**Source material**

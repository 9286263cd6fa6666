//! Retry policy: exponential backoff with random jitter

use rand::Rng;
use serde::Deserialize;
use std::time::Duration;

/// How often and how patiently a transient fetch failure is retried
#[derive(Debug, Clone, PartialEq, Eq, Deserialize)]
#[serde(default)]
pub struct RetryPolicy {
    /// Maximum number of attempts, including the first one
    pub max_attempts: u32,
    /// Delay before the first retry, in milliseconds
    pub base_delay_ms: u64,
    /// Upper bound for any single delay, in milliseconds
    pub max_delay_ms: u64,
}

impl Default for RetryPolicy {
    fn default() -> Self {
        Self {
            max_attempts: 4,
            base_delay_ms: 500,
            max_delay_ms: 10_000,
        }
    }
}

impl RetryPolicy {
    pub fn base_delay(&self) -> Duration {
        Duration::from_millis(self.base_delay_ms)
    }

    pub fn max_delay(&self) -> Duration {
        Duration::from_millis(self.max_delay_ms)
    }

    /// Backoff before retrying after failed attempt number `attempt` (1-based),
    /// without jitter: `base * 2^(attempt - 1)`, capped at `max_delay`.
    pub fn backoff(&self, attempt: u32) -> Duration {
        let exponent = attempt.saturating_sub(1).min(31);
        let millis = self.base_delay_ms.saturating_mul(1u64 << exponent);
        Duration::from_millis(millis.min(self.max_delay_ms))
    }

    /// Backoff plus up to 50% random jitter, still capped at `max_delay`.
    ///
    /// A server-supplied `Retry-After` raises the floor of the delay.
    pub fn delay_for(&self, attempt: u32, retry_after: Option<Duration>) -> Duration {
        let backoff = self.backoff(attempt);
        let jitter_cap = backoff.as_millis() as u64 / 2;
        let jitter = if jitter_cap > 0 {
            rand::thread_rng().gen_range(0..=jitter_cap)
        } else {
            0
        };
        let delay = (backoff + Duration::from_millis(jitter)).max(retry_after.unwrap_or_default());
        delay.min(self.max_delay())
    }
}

**Action item**
Give only a number: how many lines of the data hold the string "Duration"?

**Answer to this exercise**
9